Assigned task -
Please quote exactly the lines below from the line containing "let mut hi = content.len();" to the line containing "content are skipped.", both lines included, and nothing else.

::: Dataset

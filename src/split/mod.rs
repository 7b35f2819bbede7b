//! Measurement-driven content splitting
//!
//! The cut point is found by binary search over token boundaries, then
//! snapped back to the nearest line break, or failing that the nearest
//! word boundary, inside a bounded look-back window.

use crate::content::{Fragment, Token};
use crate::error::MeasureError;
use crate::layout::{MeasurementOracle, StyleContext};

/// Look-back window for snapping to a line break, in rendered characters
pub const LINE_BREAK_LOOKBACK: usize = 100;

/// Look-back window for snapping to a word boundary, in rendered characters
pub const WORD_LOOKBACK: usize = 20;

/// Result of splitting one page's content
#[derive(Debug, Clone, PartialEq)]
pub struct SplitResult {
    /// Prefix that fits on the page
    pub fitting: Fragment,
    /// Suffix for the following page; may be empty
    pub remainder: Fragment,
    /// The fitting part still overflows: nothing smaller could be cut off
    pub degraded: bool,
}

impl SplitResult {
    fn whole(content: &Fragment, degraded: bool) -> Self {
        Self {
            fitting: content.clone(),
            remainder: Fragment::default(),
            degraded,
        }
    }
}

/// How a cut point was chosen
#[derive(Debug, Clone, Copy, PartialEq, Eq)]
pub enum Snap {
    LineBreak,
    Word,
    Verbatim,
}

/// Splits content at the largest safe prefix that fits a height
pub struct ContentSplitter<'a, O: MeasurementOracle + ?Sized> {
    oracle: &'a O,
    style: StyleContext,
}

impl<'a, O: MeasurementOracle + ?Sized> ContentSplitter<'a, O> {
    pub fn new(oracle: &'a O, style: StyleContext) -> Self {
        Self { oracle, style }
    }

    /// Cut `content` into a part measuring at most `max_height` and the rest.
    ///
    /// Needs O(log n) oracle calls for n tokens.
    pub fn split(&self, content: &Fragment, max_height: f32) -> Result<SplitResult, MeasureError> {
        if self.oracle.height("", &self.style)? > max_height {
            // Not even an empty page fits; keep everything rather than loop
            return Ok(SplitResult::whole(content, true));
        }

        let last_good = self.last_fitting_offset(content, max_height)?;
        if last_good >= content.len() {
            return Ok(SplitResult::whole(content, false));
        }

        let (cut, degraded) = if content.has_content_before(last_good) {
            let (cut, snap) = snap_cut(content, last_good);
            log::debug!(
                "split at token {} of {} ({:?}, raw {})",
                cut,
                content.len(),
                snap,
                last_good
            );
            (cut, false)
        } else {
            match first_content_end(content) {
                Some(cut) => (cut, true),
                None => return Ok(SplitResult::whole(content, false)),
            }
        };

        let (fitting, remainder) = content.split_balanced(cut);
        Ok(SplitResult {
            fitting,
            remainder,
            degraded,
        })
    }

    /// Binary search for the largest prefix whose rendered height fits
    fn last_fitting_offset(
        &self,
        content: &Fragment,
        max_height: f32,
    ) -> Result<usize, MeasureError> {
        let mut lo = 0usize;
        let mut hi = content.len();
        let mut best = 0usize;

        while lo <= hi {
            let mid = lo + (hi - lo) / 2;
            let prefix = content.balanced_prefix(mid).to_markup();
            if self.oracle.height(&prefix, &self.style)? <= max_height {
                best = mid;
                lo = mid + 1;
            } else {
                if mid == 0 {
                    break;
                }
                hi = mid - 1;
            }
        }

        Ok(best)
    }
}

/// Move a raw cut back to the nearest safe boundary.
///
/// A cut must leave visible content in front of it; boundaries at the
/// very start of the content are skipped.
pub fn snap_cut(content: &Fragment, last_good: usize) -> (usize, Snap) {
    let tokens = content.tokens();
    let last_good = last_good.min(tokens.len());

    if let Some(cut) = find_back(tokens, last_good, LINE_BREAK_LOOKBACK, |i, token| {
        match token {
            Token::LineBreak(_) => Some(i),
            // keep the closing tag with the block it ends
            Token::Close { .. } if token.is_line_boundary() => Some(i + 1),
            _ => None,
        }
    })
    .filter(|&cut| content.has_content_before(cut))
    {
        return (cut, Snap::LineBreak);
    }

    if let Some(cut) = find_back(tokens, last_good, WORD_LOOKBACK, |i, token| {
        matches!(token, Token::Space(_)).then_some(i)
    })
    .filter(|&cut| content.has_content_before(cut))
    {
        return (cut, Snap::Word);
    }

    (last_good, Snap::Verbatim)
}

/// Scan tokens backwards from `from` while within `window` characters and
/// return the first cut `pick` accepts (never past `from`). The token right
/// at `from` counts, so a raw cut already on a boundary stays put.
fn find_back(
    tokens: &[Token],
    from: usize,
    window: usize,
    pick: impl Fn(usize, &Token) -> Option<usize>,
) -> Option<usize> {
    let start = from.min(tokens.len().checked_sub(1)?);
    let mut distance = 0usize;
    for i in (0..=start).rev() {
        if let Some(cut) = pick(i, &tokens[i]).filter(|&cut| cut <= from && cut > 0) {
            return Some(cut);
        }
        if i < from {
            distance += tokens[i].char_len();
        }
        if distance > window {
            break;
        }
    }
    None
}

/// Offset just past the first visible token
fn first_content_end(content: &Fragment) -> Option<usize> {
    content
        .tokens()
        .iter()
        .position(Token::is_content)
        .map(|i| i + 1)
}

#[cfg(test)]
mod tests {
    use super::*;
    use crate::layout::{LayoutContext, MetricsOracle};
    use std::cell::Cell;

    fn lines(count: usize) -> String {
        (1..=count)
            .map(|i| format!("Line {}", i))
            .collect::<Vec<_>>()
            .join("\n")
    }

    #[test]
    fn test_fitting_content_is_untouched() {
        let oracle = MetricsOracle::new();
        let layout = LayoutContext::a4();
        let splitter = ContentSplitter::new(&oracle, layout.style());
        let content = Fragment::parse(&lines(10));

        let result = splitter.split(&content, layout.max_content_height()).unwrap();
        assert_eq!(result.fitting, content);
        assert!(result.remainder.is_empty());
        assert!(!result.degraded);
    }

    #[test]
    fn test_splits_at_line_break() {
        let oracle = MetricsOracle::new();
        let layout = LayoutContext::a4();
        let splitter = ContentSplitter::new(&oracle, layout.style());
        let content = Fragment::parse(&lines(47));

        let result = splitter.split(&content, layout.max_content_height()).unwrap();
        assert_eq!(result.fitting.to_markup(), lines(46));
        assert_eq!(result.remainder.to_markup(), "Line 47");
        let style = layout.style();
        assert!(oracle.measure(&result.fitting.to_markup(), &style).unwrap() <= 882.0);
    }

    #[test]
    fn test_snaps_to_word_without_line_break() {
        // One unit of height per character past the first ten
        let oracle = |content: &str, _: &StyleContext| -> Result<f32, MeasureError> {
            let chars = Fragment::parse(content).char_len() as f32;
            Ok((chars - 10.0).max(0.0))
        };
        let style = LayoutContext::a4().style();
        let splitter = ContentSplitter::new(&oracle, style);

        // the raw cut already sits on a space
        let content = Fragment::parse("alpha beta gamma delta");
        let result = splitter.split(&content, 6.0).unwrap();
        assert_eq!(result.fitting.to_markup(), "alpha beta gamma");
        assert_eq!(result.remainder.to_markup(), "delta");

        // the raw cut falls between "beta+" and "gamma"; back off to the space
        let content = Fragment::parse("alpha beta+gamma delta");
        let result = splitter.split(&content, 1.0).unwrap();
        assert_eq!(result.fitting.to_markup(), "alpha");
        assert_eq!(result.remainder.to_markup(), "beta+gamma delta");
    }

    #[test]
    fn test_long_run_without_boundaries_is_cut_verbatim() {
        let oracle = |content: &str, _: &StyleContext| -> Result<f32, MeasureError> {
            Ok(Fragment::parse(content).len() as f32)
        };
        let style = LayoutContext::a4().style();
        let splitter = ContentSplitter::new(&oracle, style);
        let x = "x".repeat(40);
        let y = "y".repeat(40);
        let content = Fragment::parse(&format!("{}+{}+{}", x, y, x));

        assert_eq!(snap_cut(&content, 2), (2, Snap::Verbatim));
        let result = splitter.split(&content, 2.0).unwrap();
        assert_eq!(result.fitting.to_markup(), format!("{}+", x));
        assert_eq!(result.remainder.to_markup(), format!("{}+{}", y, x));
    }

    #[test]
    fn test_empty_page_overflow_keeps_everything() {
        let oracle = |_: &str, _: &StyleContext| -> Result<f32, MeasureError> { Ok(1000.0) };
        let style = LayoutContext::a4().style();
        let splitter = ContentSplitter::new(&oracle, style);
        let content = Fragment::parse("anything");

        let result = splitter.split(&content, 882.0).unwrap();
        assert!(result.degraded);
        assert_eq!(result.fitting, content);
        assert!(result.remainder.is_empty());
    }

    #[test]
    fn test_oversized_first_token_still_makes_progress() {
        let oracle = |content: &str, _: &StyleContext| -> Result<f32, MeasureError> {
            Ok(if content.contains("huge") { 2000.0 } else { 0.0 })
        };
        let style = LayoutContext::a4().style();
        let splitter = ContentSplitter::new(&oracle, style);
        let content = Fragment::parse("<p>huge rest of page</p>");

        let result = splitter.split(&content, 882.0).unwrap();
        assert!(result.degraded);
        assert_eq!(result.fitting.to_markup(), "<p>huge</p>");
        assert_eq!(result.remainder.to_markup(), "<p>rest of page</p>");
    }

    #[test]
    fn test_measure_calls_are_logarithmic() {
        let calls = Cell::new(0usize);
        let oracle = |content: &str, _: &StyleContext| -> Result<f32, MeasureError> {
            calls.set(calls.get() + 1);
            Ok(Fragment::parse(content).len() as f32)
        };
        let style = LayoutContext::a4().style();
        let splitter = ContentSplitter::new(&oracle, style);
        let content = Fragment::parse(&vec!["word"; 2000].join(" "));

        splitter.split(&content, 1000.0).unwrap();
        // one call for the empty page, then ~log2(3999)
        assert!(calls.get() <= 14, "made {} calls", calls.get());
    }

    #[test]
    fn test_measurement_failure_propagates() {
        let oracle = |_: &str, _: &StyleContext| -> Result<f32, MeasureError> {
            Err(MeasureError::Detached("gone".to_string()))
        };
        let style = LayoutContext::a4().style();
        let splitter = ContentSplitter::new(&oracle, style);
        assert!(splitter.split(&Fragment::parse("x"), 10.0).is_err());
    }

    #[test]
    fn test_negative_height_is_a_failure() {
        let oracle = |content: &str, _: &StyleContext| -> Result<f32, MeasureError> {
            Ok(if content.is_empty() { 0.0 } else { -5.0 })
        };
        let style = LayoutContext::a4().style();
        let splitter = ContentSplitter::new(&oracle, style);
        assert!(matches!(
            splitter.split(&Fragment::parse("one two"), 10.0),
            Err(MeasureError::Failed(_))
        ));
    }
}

::::::

Exercise output -
        let mut hi = content.len();
        let mut best = 0usize;

        while lo <= hi {
            let mid = lo + (hi - lo) / 2;
            let prefix = content.balanced_prefix(mid).to_markup();
            if self.oracle.height(&prefix, &self.style)? <= max_height {
                best = mid;
                lo = mid + 1;
            } else {
                if mid == 0 {
                    break;
                }
                hi = mid - 1;
            }
        }

        Ok(best)
    }
}

/// Move a raw cut back to the nearest safe boundary.
///
/// A cut must leave visible content in front of it; boundaries at the
/// very start of the content are skipped.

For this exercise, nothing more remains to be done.